### To do
Determine the number of lines below that contain the string "value", and state only that number.

Saved data entries:
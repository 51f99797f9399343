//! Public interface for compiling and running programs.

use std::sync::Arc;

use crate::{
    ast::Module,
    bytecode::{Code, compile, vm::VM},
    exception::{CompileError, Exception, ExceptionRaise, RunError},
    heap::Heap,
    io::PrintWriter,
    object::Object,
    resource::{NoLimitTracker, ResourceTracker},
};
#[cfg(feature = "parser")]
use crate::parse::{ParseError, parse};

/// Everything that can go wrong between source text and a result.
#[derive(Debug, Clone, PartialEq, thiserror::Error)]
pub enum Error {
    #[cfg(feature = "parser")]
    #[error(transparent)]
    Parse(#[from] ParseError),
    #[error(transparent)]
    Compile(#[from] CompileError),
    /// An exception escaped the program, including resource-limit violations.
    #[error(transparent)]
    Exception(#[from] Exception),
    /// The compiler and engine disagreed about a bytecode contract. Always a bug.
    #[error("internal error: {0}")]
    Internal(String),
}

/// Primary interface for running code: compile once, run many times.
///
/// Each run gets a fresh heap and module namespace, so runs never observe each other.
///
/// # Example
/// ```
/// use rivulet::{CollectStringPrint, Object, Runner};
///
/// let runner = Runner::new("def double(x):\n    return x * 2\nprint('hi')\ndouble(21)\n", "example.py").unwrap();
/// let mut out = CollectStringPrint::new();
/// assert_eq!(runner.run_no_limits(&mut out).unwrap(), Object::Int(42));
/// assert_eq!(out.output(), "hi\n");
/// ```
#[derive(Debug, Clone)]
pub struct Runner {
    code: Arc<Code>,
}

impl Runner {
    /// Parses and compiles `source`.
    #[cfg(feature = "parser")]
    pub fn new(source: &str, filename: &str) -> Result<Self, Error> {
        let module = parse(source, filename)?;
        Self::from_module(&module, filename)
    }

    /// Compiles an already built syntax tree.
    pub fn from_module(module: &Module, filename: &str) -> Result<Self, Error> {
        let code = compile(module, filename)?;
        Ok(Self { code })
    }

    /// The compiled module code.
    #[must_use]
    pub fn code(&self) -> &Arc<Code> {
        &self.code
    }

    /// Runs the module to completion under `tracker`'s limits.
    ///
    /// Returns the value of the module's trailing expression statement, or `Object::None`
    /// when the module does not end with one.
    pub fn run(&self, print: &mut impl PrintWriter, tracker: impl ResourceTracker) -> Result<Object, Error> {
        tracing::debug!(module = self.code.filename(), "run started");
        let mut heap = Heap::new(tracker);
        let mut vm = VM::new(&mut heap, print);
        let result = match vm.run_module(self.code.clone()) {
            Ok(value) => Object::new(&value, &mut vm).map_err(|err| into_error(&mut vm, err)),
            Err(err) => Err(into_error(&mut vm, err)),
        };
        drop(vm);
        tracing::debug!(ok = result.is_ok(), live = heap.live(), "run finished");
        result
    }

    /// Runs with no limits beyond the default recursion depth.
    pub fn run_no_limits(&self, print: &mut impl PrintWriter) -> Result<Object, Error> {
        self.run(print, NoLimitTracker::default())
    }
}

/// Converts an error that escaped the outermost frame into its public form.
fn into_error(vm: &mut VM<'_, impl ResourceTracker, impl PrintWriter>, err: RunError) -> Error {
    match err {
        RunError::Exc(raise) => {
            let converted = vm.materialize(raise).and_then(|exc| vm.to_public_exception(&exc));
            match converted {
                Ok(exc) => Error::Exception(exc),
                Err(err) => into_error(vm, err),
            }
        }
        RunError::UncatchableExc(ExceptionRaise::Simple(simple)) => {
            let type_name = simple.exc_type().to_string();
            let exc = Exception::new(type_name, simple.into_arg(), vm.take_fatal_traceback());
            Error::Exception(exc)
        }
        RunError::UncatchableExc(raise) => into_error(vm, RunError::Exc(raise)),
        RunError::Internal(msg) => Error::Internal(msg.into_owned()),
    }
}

### Response to this exercise
2